Disregard Robert Louis Stevenson’s rowdy buccaneers, the Disney factory’s lively rascals and those musical lads from Penzance: Here are the real pirates of the Caribbean, and the facts are as colorful and exciting as fiction.
The Golden Age of Piracy came early in the 1700s, when seagoing criminal enterprises reached unprecedented supremacy under leaders like Edward Thatch, better known as Blackbeard. Cruising under black flags (yes, they really did fly the skull and crossbones), they sailed the waters off Barbados, Cuba, Hispaniola and Ocracoke. When not engaged in battle, the transnational outlaws practiced democracy, equitably sharing all sorts of booty, including rum and slaves.
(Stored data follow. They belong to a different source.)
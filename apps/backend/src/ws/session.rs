use std::time::{Duration, Instant};

use actix::prelude::*;
use actix_web::{web, Error, HttpRequest, HttpResponse};
use actix_web_actors::ws;
use serde::Deserialize;
use tracing::{info, warn};
use uuid::Uuid;

use crate::domain::SessionId;
use crate::errors::domain::{DomainError, ValidationKind};
use crate::state::app_state::AppState;
use crate::ws::protocol::{ClientMsg, ErrorCode, ServerMsg};
use crate::ws::room_actor::{Act, Connect, Disconnect, ResumeToken, RoomActor, RoomPush};
use crate::AppError;

const HEARTBEAT_INTERVAL: Duration = Duration::from_secs(20);
const CLIENT_TIMEOUT: Duration = Duration::from_secs(40);

const MAX_ROOM_ID_LEN: usize = 64;

#[derive(Debug, Deserialize)]
pub struct JoinQuery {
    /// Token from an earlier `welcome`. A fresh seat is requested when absent.
    pub resume: Option<ResumeToken>,
}

fn validate_room_id(room_id: &str) -> Result<(), AppError> {
    let well_formed = !room_id.is_empty()
        && room_id.len() <= MAX_ROOM_ID_LEN
        && room_id
            .chars()
            .all(|c| c.is_ascii_alphanumeric() || c == '-' || c == '_');
    if !well_formed {
        return Err(AppError::bad_request(
            "INVALID_ROOM_ID",
            format!("room id must be 1-{MAX_ROOM_ID_LEN} characters of [A-Za-z0-9_-]"),
        ));
    }
    Ok(())
}

pub async fn upgrade(
    req: HttpRequest,
    stream: web::Payload,
    path: web::Path<String>,
    query: web::Query<JoinQuery>,
    app_state: web::Data<AppState>,
) -> Result<HttpResponse, Error> {
    let room_id = path.into_inner();
    validate_room_id(&room_id)?;

    let conn_id = Uuid::new_v4();
    let room = app_state.rooms.get_or_create(&room_id);

    let session = WsSession::new(conn_id, query.resume, room_id, room);
    ws::start(session, &req, stream)
}

pub struct WsSession {
    conn_id: Uuid,
    resume: Option<ResumeToken>,
    room_id: String,
    room: Addr<RoomActor>,

    last_heartbeat: Instant,
    heartbeat_handle: Option<actix::SpawnHandle>,

    /// Set once the room has seated this connection.
    session_id: Option<SessionId>,
}

impl WsSession {
    pub fn new(
        conn_id: Uuid,
        resume: Option<ResumeToken>,
        room_id: String,
        room: Addr<RoomActor>,
    ) -> Self {
        Self {
            conn_id,
            resume,
            room_id,
            room,
            last_heartbeat: Instant::now(),
            heartbeat_handle: None,
            session_id: None,
        }
    }

    fn send_json(ctx: &mut ws::WebsocketContext<Self>, msg: &ServerMsg) {
        match serde_json::to_string(msg) {
            Ok(payload) => ctx.text(payload),
            Err(err) => warn!(error = %err, "[WS SESSION] failed to serialize outbound message"),
        }
    }

    fn send_error(ctx: &mut ws::WebsocketContext<Self>, code: ErrorCode, message: impl Into<String>) {
        Self::send_json(
            ctx,
            &ServerMsg::Error {
                code,
                message: message.into(),
            },
        );
    }

    fn send_error_and_close(
        &self,
        ctx: &mut ws::WebsocketContext<Self>,
        code: ErrorCode,
        message: impl Into<String>,
    ) {
        Self::send_error(ctx, code, message);
        ctx.close(Some(ws::CloseReason::from(ws::CloseCode::Error)));
        ctx.stop();
    }

    fn start_heartbeat(&mut self, ctx: &mut ws::WebsocketContext<Self>) {
        let handle = ctx.run_interval(HEARTBEAT_INTERVAL, |actor, ctx| {
            if Instant::now().duration_since(actor.last_heartbeat) > CLIENT_TIMEOUT {
                warn!(
                    conn_id = %actor.conn_id,
                    session_id = ?actor.session_id,
                    "[WS SESSION] heartbeat timed out"
                );
                ctx.close(Some(ws::CloseReason::from(ws::CloseCode::Normal)));
                ctx.stop();
                return;
            }
            ctx.ping(b"keepalive");
        });
        self.heartbeat_handle = Some(handle);
    }

    /// Ask the room for a seat. Inbound frames wait until it answers.
    fn join_room(&mut self, ctx: &mut ws::WebsocketContext<Self>) {
        let connect = Connect {
            conn_id: self.conn_id,
            resume: self.resume,
            recipient: ctx.address().recipient::<RoomPush>(),
        };
        ctx.wait(
            self.room
                .send(connect)
                .into_actor(self)
                .map(|res, actor, ctx| match res {
                    Ok(Ok(joined)) => {
                        actor.session_id = Some(joined.session_id);
                        info!(
                            conn_id = %actor.conn_id,
                            session_id = %joined.session_id,
                            room_id = %actor.room_id,
                            resumed = actor.resume.is_some(),
                            "[WS SESSION] joined room"
                        );
                        Self::send_json(
                            ctx,
                            &ServerMsg::Welcome {
                                session_id: joined.session_id,
                                room_id: actor.room_id.clone(),
                                resume_token: joined.resume_token,
                            },
                        );
                    }
                    Ok(Err(err)) => {
                        let code = join_error_code(&err);
                        actor.send_error_and_close(ctx, code, err.reason());
                    }
                    Err(err) => {
                        warn!(
                            conn_id = %actor.conn_id,
                            room_id = %actor.room_id,
                            error = %err,
                            "[WS SESSION] room unavailable"
                        );
                        ctx.close(Some(ws::CloseReason::from(ws::CloseCode::Away)));
                        ctx.stop();
                    }
                }),
        );
    }
}

fn join_error_code(err: &DomainError) -> ErrorCode {
    match err.kind() {
        Some(ValidationKind::RoomFull) => ErrorCode::RoomFull,
        Some(ValidationKind::NotEligible) => ErrorCode::NotEligible,
        _ => ErrorCode::BadRequest,
    }
}

impl Actor for WsSession {
    type Context = ws::WebsocketContext<Self>;

    fn started(&mut self, ctx: &mut Self::Context) {
        info!(
            conn_id = %self.conn_id,
            room_id = %self.room_id,
            "[WS SESSION] started"
        );
        self.start_heartbeat(ctx);
        self.join_room(ctx);
    }

    fn stopped(&mut self, _ctx: &mut Self::Context) {
        if let Some(session_id) = self.session_id {
            self.room.do_send(Disconnect {
                conn_id: self.conn_id,
                session_id,
            });
        }
        info!(
            conn_id = %self.conn_id,
            session_id = ?self.session_id,
            "[WS SESSION] stopped"
        );
    }
}

impl StreamHandler<Result<ws::Message, ws::ProtocolError>> for WsSession {
    fn handle(&mut self, msg: Result<ws::Message, ws::ProtocolError>, ctx: &mut Self::Context) {
        match msg {
            Ok(ws::Message::Ping(payload)) => {
                self.last_heartbeat = Instant::now();
                ctx.pong(&payload);
            }
            Ok(ws::Message::Pong(_)) => {
                self.last_heartbeat = Instant::now();
            }
            Ok(ws::Message::Text(text)) => {
                self.last_heartbeat = Instant::now();

                // A bad frame is reported but does not cost the player their seat.
                let Ok(cmd) = serde_json::from_str::<ClientMsg>(&text) else {
                    Self::send_error(ctx, ErrorCode::BadRequest, "Malformed message");
                    return;
                };
                let Some(session_id) = self.session_id else {
                    return;
                };
                self.room.do_send(Act {
                    session_id,
                    action: cmd.into(),
                });
            }
            Ok(ws::Message::Binary(_)) => {
                self.last_heartbeat = Instant::now();
                Self::send_error(ctx, ErrorCode::BadRequest, "Binary not supported");
            }
            Ok(ws::Message::Close(reason)) => {
                ctx.close(reason);
                ctx.stop();
            }
            Ok(ws::Message::Continuation(_)) => {
                self.last_heartbeat = Instant::now();
            }
            Ok(ws::Message::Nop) => {
                self.last_heartbeat = Instant::now();
            }
            Err(err) => {
                warn!(
                    conn_id = %self.conn_id,
                    session_id = ?self.session_id,
                    error = %err,
                    "[WS SESSION] protocol error"
                );
                ctx.close(Some(ws::CloseReason::from(ws::CloseCode::Error)));
                ctx.stop();
            }
        }
    }
}

impl Handler<RoomPush> for WsSession {
    type Result = ();

    fn handle(&mut self, msg: RoomPush, ctx: &mut Self::Context) -> Self::Result {
        match msg {
            RoomPush::Message(payload) => ctx.text(payload),
            RoomPush::Closed => {
                self.session_id = None;
                ctx.close(Some(ws::CloseReason::from(ws::CloseCode::Normal)));
                ctx.stop();
            }
        }
    }
}
use std::env;
use std::str::FromStr;
use std::time::Duration;

use crate::domain::rules::{MAX_PLAYERS, MIN_PLAYERS};
use crate::error::AppError;

/// Per-room tunables, shared by every room the process hosts.
#[derive(Debug, Clone, PartialEq, Eq)]
pub struct RoomConfig {
    /// Players required before the first deal.
    pub seats: usize,
    pub turn_seconds: u32,
    pub loser_grace: Duration,
    pub reconnect_grace: Duration,
    pub teardown_delay: Duration,
    /// When set, a win opens the loser-declare window instead of scoring hands directly.
    pub show_hands: bool,
}

impl Default for RoomConfig {
    fn default() -> Self {
        Self {
            seats: 2,
            turn_seconds: 30,
            loser_grace: Duration::from_secs(20),
            reconnect_grace: Duration::from_secs(30),
            teardown_delay: Duration::from_secs(5),
            show_hands: false,
        }
    }
}

impl RoomConfig {
    /// Load from the process environment, falling back to defaults.
    pub fn from_env() -> Result<Self, AppError> {
        Self::from_lookup(|name| env::var(name).ok())
    }

    /// Load through an arbitrary variable lookup.
    pub fn from_lookup<F>(lookup: F) -> Result<Self, AppError>
    where
        F: Fn(&str) -> Option<String>,
    {
        let defaults = Self::default();

        let seats: usize = parse_or("RUMMY_SEATS", &lookup, defaults.seats)?;
        if !(MIN_PLAYERS..=MAX_PLAYERS).contains(&seats) {
            return Err(AppError::config(format!(
                "RUMMY_SEATS must be between {MIN_PLAYERS} and {MAX_PLAYERS}, got {seats}"
            )));
        }

        let turn_seconds: u32 = parse_or("RUMMY_TURN_SECONDS", &lookup, defaults.turn_seconds)?;
        if turn_seconds == 0 {
            return Err(AppError::config(
                "RUMMY_TURN_SECONDS must be positive".to_string(),
            ));
        }

        Ok(Self {
            seats,
            turn_seconds,
            loser_grace: seconds_or("RUMMY_LOSER_GRACE_SECONDS", &lookup, defaults.loser_grace)?,
            reconnect_grace: seconds_or(
                "RUMMY_RECONNECT_SECONDS",
                &lookup,
                defaults.reconnect_grace,
            )?,
            teardown_delay: seconds_or("RUMMY_TEARDOWN_SECONDS", &lookup, defaults.teardown_delay)?,
            show_hands: flag_or("RUMMY_SHOW_HANDS", &lookup, defaults.show_hands)?,
        })
    }
}

fn parse_or<T, F>(name: &str, lookup: &F, default: T) -> Result<T, AppError>
where
    T: FromStr,
    F: Fn(&str) -> Option<String>,
{
    match lookup(name) {
        None => Ok(default),
        Some(raw) => raw.trim().parse::<T>().map_err(|_| {
            AppError::config(format!("Environment variable '{name}' has invalid value '{raw}'"))
        }),
    }
}

fn seconds_or<F>(name: &str, lookup: &F, default: Duration) -> Result<Duration, AppError>
where
    F: Fn(&str) -> Option<String>,
{
    parse_or(name, lookup, default.as_secs()).map(Duration::from_secs)
}

fn flag_or<F>(name: &str, lookup: &F, default: bool) -> Result<bool, AppError>
where
    F: Fn(&str) -> Option<String>,
{
    match lookup(name).as_deref().map(str::trim) {
        None => Ok(default),
        Some("1" | "true" | "yes" | "on") => Ok(true),
        Some("0" | "false" | "no" | "off") => Ok(false),
        Some(other) => Err(AppError::config(format!(
            "Environment variable '{name}' must be a boolean, got '{other}'"
        ))),
    }
}
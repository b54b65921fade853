//! Timer bookkeeping for one room.
//!
//! The room never owns a clock. It asks its host to schedule timers through
//! [`TimerCommand`]s and is later told which one fired. Each schedule gets a
//! fresh generation; a firing whose generation is not the armed one is stale
//! and must be ignored.

use std::collections::HashMap;
use std::time::Duration;

use crate::domain::SessionId;

#[derive(Debug, Clone, Copy, PartialEq, Eq, Hash)]
pub enum TimerKind {
    /// One-second tick of the active turn's budget.
    TurnClock,
    /// Loser-declare window closure.
    LoserGrace,
    /// Reconnection grace for one departed session.
    Reconnect(SessionId),
    /// Room teardown after the match is over.
    Teardown,
}

#[derive(Debug, Clone, PartialEq, Eq)]
pub enum TimerCommand {
    /// Run once after `delay`. Replaces any armed timer of the same kind.
    Once {
        kind: TimerKind,
        generation: u64,
        delay: Duration,
    },
    /// Run every `interval` until cancelled. Replaces any armed timer of the same kind.
    Every {
        kind: TimerKind,
        generation: u64,
        interval: Duration,
    },
    Cancel { kind: TimerKind },
}

impl TimerCommand {
    pub fn kind(&self) -> TimerKind {
        match self {
            TimerCommand::Once { kind, .. }
            | TimerCommand::Every { kind, .. }
            | TimerCommand::Cancel { kind } => *kind,
        }
    }
}

#[derive(Debug, Clone, Copy)]
struct Armed {
    generation: u64,
    repeating: bool,
}

#[derive(Debug, Default)]
pub struct TimerBook {
    next_generation: u64,
    armed: HashMap<TimerKind, Armed>,
}

impl TimerBook {
    fn arm(&mut self, kind: TimerKind, repeating: bool) -> u64 {
        self.next_generation += 1;
        let generation = self.next_generation;
        self.armed.insert(
            kind,
            Armed {
                generation,
                repeating,
            },
        );
        generation
    }

    pub fn once(&mut self, kind: TimerKind, delay: Duration) -> TimerCommand {
        let generation = self.arm(kind, false);
        TimerCommand::Once {
            kind,
            generation,
            delay,
        }
    }

    pub fn every(&mut self, kind: TimerKind, interval: Duration) -> TimerCommand {
        let generation = self.arm(kind, true);
        TimerCommand::Every {
            kind,
            generation,
            interval,
        }
    }

    /// Disarm `kind`. `None` when nothing of that kind is armed.
    pub fn cancel(&mut self, kind: TimerKind) -> Option<TimerCommand> {
        self.armed
            .remove(&kind)
            .map(|_| TimerCommand::Cancel { kind })
    }

    /// Disarm every reconnection grace timer.
    pub fn cancel_reconnects(&mut self) -> Vec<TimerCommand> {
        let kinds: Vec<TimerKind> = self
            .armed
            .keys()
            .copied()
            .filter(|kind| matches!(kind, TimerKind::Reconnect(_)))
            .collect();
        kinds.into_iter().filter_map(|kind| self.cancel(kind)).collect()
    }

    /// Accept a firing. Returns false for stale generations.
    ///
    /// One-shot timers are disarmed by their firing.
    pub fn fire(&mut self, kind: TimerKind, generation: u64) -> bool {
        match self.armed.get(&kind).copied() {
            Some(armed) if armed.generation == generation => {
                if !armed.repeating {
                    self.armed.remove(&kind);
                }
                true
            }
            _ => false,
        }
    }

    pub fn armed_generation(&self, kind: TimerKind) -> Option<u64> {
        self.armed.get(&kind).map(|armed| armed.generation)
    }

    pub fn is_armed(&self, kind: TimerKind) -> bool {
        self.armed.contains_key(&kind)
    }
}
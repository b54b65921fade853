//! One actor per room: the sequential execution context for a `RoomFlow`.
//!
//! Player actions, connects, disconnects and timer firings all arrive as
//! actor messages or context callbacks, so the room is only ever mutated by
//! one of them at a time. After every accepted mutation the actor carries out
//! the returned effects: it (re)schedules timers, broadcasts events, and
//! pushes each connected session its own view of the room.

use std::collections::HashMap;
use std::sync::Weak;

use actix::prelude::*;
use tracing::{debug, info, warn};
use uuid::Uuid;

use crate::domain::{RoomSnapshot, SessionId};
use crate::errors::domain::{DomainError, ValidationKind};
use crate::services::room_flow::{
    PlayerAction, RoomEffects, RoomEvent, RoomFlow, TimerCommand, TimerKind,
};
use crate::ws::hub::RoomRegistry;
use crate::ws::protocol::ServerMsg;

/// Outbound traffic from a room to one session.
#[derive(Message, Clone, Debug)]
#[rtype(result = "()")]
pub enum RoomPush {
    /// Serialized `ServerMsg`.
    Message(String),
    /// The room was torn down.
    Closed,
}

/// Secret handed to one client in its `welcome`. Presenting it on a later
/// connection reattaches that client's seat. Never broadcast.
pub type ResumeToken = Uuid;

/// Attach a connection to a seat: a fresh one, or the seat `resume` was
/// issued for. Refused joins leave the room untouched.
#[derive(Message)]
#[rtype(result = "Result<Joined, DomainError>")]
pub struct Connect {
    pub conn_id: Uuid,
    pub resume: Option<ResumeToken>,
    pub recipient: Recipient<RoomPush>,
}

#[derive(Debug, Clone, Copy, PartialEq, Eq)]
pub struct Joined {
    pub session_id: SessionId,
    pub resume_token: ResumeToken,
}

/// The connection `conn_id` went away. Ignored if the session has since
/// attached through a newer connection.
#[derive(Message)]
#[rtype(result = "()")]
pub struct Disconnect {
    pub conn_id: Uuid,
    pub session_id: SessionId,
}

#[derive(Message)]
#[rtype(result = "()")]
pub struct Act {
    pub session_id: SessionId,
    pub action: PlayerAction,
}

#[derive(Message)]
#[rtype(result = "RoomSnapshot")]
pub struct GetSnapshot {
    pub viewer: SessionId,
}

struct Attached {
    conn_id: Uuid,
    recipient: Recipient<RoomPush>,
}

pub struct RoomActor {
    flow: RoomFlow,
    sessions: HashMap<SessionId, Attached>,
    resume_tokens: HashMap<ResumeToken, SessionId>,
    timer_handles: HashMap<TimerKind, SpawnHandle>,
    registry: Option<Weak<RoomRegistry>>,
}

impl RoomActor {
    pub fn new(flow: RoomFlow) -> Self {
        Self {
            flow,
            sessions: HashMap::new(),
            resume_tokens: HashMap::new(),
            timer_handles: HashMap::new(),
            registry: None,
        }
    }

    /// Remove the room from `registry` when it closes.
    pub fn with_registry(mut self, registry: Weak<RoomRegistry>) -> Self {
        self.registry = Some(registry);
        self
    }

    fn push(&self, session_id: SessionId, msg: &ServerMsg) {
        let Some(attached) = self.sessions.get(&session_id) else {
            return;
        };
        match serde_json::to_string(msg) {
            Ok(payload) => attached.recipient.do_send(RoomPush::Message(payload)),
            Err(err) => warn!(error = %err, "[ROOM] failed to serialize outbound message"),
        }
    }

    fn broadcast(&self, msg: &ServerMsg) {
        match serde_json::to_string(msg) {
            Ok(payload) => {
                for attached in self.sessions.values() {
                    attached.recipient.do_send(RoomPush::Message(payload.clone()));
                }
            }
            Err(err) => warn!(error = %err, "[ROOM] failed to serialize broadcast"),
        }
    }

    fn broadcast_state(&self) {
        for &session_id in self.sessions.keys() {
            self.push(session_id, &ServerMsg::State(self.flow.snapshot_for(session_id)));
        }
    }

    fn schedule(&mut self, command: TimerCommand, ctx: &mut Context<Self>) {
        let kind = command.kind();
        if let Some(handle) = self.timer_handles.remove(&kind) {
            ctx.cancel_future(handle);
        }
        let handle = match command {
            TimerCommand::Once {
                kind,
                generation,
                delay,
            } => ctx.run_later(delay, move |actor, ctx| {
                actor.timer_handles.remove(&kind);
                actor.fire(kind, generation, ctx);
            }),
            TimerCommand::Every {
                kind,
                generation,
                interval,
            } => ctx.run_interval(interval, move |actor, ctx| {
                actor.fire(kind, generation, ctx);
            }),
            TimerCommand::Cancel { .. } => return,
        };
        self.timer_handles.insert(kind, handle);
    }

    fn fire(&mut self, kind: TimerKind, generation: u64, ctx: &mut Context<Self>) {
        match self.flow.on_timer(kind, generation) {
            Ok(effects) => self.apply_effects(effects, ctx),
            Err(err) => warn!(
                room_id = %self.flow.room_id(),
                ?kind,
                error = %err,
                "[ROOM] timer handling failed"
            ),
        }
    }

    fn apply_effects(&mut self, effects: RoomEffects, ctx: &mut Context<Self>) {
        for command in effects.timers {
            self.schedule(command, ctx);
        }

        let mut closed = false;
        for event in effects.events {
            match event {
                RoomEvent::Result(result) => self.broadcast(&ServerMsg::Result(result)),
                RoomEvent::WinnerDeclared { winner, message } => {
                    self.broadcast(&ServerMsg::WinnerDeclared { winner, message })
                }
                RoomEvent::Closed => closed = true,
            }
        }

        if closed {
            self.close(ctx);
        } else {
            self.broadcast_state();
        }
    }

    fn close(&mut self, ctx: &mut Context<Self>) {
        info!(room_id = %self.flow.room_id(), sessions = self.sessions.len(), "[ROOM] closing");
        for attached in self.sessions.values() {
            attached.recipient.do_send(RoomPush::Closed);
        }
        self.sessions.clear();
        if let Some(registry) = self.registry.as_ref().and_then(Weak::upgrade) {
            registry.remove(self.flow.room_id());
        }
        ctx.stop();
    }

    fn refused(&self, session_id: SessionId, err: &DomainError) {
        debug!(
            room_id = %self.flow.room_id(),
            %session_id,
            code = err.kind().map(|kind| kind.code()).unwrap_or("INVARIANT"),
            error = %err,
            "[ROOM] action refused"
        );
    }
}

impl Actor for RoomActor {
    type Context = Context<Self>;

    fn started(&mut self, _ctx: &mut Self::Context) {
        info!(
            room_id = %self.flow.room_id(),
            seats = self.flow.config().seats,
            "[ROOM] started"
        );
    }

    fn stopped(&mut self, _ctx: &mut Self::Context) {
        info!(room_id = %self.flow.room_id(), "[ROOM] stopped");
    }
}

impl Handler<Connect> for RoomActor {
    type Result = Result<Joined, DomainError>;

    fn handle(&mut self, msg: Connect, ctx: &mut Self::Context) -> Self::Result {
        let (session_id, resume_token) = match msg.resume {
            Some(token) => match self.resume_tokens.get(&token) {
                Some(&session_id) => (session_id, token),
                None => {
                    return Err(DomainError::validation(
                        ValidationKind::NotEligible,
                        "unknown resume token",
                    ))
                }
            },
            None => (Uuid::new_v4(), Uuid::new_v4()),
        };

        let effects = self.flow.join(session_id)?;
        self.resume_tokens.insert(resume_token, session_id);
        let attached = Attached {
            conn_id: msg.conn_id,
            recipient: msg.recipient,
        };
        if let Some(previous) = self.sessions.insert(session_id, attached) {
            debug!(%session_id, old_conn = %previous.conn_id, "[ROOM] session moved to a new connection");
            previous.recipient.do_send(RoomPush::Closed);
        }
        self.apply_effects(effects, ctx);
        Ok(Joined {
            session_id,
            resume_token,
        })
    }
}

impl Handler<Disconnect> for RoomActor {
    type Result = ();

    fn handle(&mut self, msg: Disconnect, ctx: &mut Self::Context) {
        match self.sessions.get(&msg.session_id) {
            Some(attached) if attached.conn_id == msg.conn_id => {
                self.sessions.remove(&msg.session_id);
            }
            _ => return,
        }
        match self.flow.leave(msg.session_id) {
            Ok(effects) => self.apply_effects(effects, ctx),
            Err(err) => self.refused(msg.session_id, &err),
        }
    }
}

impl Handler<Act> for RoomActor {
    type Result = ();

    fn handle(&mut self, msg: Act, ctx: &mut Self::Context) {
        if !self.sessions.contains_key(&msg.session_id) {
            debug!(session_id = %msg.session_id, "[ROOM] action from detached session");
            return;
        }
        match self.flow.apply(msg.session_id, msg.action) {
            Ok(effects) => self.apply_effects(effects, ctx),
            Err(err) => self.refused(msg.session_id, &err),
        }
    }
}

impl Handler<GetSnapshot> for RoomActor {
    type Result = MessageResult<GetSnapshot>;

    fn handle(&mut self, msg: GetSnapshot, _ctx: &mut Self::Context) -> Self::Result {
        MessageResult(self.flow.snapshot_for(msg.viewer))
    }
}
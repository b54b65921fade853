use serde::{Deserialize, Serialize};

use crate::domain::declare::{DeclareSubmission, LoserSubmission};
use crate::domain::{CardId, RoomSnapshot, SessionId};
use crate::services::room_flow::{DrawSource, PlayerAction, RoundResult};
use crate::ws::room_actor::ResumeToken;

/// A card named by a client. Only the id is trusted; suit and rank sent
/// alongside it are ignored.
#[derive(Debug, Clone, Copy, PartialEq, Eq, Deserialize)]
pub struct CardRef {
    pub id: CardId,
}

fn ids(cards: Vec<CardRef>) -> Vec<CardId> {
    cards.into_iter().map(|card| card.id).collect()
}

fn meld_ids(melds: Vec<Vec<CardRef>>) -> Vec<Vec<CardId>> {
    melds.into_iter().map(ids).collect()
}

#[derive(Debug, Clone, PartialEq, Eq, Deserialize)]
#[serde(tag = "type", rename_all = "snake_case")]
pub enum ClientMsg {
    Start,
    Draw {
        source: DrawSource,
    },
    Discard {
        #[serde(rename = "cardId")]
        card_id: CardId,
    },
    Declare {
        melds: Vec<Vec<CardRef>>,
        #[serde(rename = "discardCardId")]
        discard_card_id: CardId,
    },
    LoserDeclare {
        #[serde(default)]
        melds: Vec<Vec<CardRef>>,
        #[serde(default)]
        leftovers: Vec<CardRef>,
    },
    #[serde(rename = "playAgain")]
    PlayAgain,
}

impl From<ClientMsg> for PlayerAction {
    fn from(msg: ClientMsg) -> Self {
        match msg {
            ClientMsg::Start => PlayerAction::Start,
            ClientMsg::Draw { source } => PlayerAction::Draw(source),
            ClientMsg::Discard { card_id } => PlayerAction::Discard(card_id),
            ClientMsg::Declare {
                melds,
                discard_card_id,
            } => PlayerAction::Declare(DeclareSubmission {
                melds: meld_ids(melds),
                discard: discard_card_id,
            }),
            ClientMsg::LoserDeclare { melds, leftovers } => {
                PlayerAction::LoserDeclare(LoserSubmission {
                    melds: meld_ids(melds),
                    leftovers: ids(leftovers),
                })
            }
            ClientMsg::PlayAgain => PlayerAction::PlayAgain,
        }
    }
}

#[allow(clippy::large_enum_variant)]
#[derive(Debug, Clone, Serialize)]
#[serde(tag = "type", rename_all = "snake_case")]
pub enum ServerMsg {
    #[serde(rename_all = "camelCase")]
    Welcome {
        session_id: SessionId,
        room_id: String,
        /// Only ever sent to the session it belongs to.
        resume_token: ResumeToken,
    },

    State(RoomSnapshot),

    Result(RoundResult),

    WinnerDeclared {
        winner: SessionId,
        message: String,
    },

    Error {
        code: ErrorCode,
        message: String,
    },
}

#[derive(Debug, Clone, Copy, PartialEq, Eq, Serialize, Deserialize)]
#[serde(rename_all = "snake_case")]
pub enum ErrorCode {
    BadRequest,
    RoomFull,
    NotEligible,
}

impl ErrorCode {
    pub fn as_str(&self) -> &'static str {
        match self {
            ErrorCode::BadRequest => "bad_request",
            ErrorCode::RoomFull => "room_full",
            ErrorCode::NotEligible => "not_eligible",
        }
    }
}
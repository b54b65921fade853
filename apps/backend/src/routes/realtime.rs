use actix_web::web;

use crate::ws::session::upgrade;

pub fn configure_routes(cfg: &mut web::ServiceConfig) {
    cfg.service(web::resource("/rooms/{room_id}").route(web::get().to(upgrade)));
}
Indeed, the life of the lowliest member of a pirate crew was considerably better than that of a mariner aboard a merchant ship, a hand on a commissioned privateer or, particularly, a pressed sailor on any vessel of the British royal navy. Maritime writer Woodard (Ocean’s End, 2000, etc.) tells the story of these swaggering brigands and their complex maneuverings in politics and business. That’s right, business: Blackbeard, for example, sported mighty whiskers done in dreadlocks to inspire terror mostly for the purpose of ensuring that his financial demands were met—and they were, quite bountifully, until he was decapitated by a Scots highlander during a pitched battle aboard a British sloop in 1718. The author captures all the high drama inherent in the peregrinations of warring vessels performing extraordinary feats of seamanship under the direction of artist/navigators. Additional color is provided by cameo appearances by such contemporary notables as Cotton Mather, literary lights Addison and Steele and castaway Alexander Selkirk, the prototype for Robinson Crusoe. Woodard’s thrilling narrative neatly navigates the Caribbean’s dangerous seas. Maybe they really did snarl, “Arrr!”
An Age of Sail adventure, pleasantly recounted.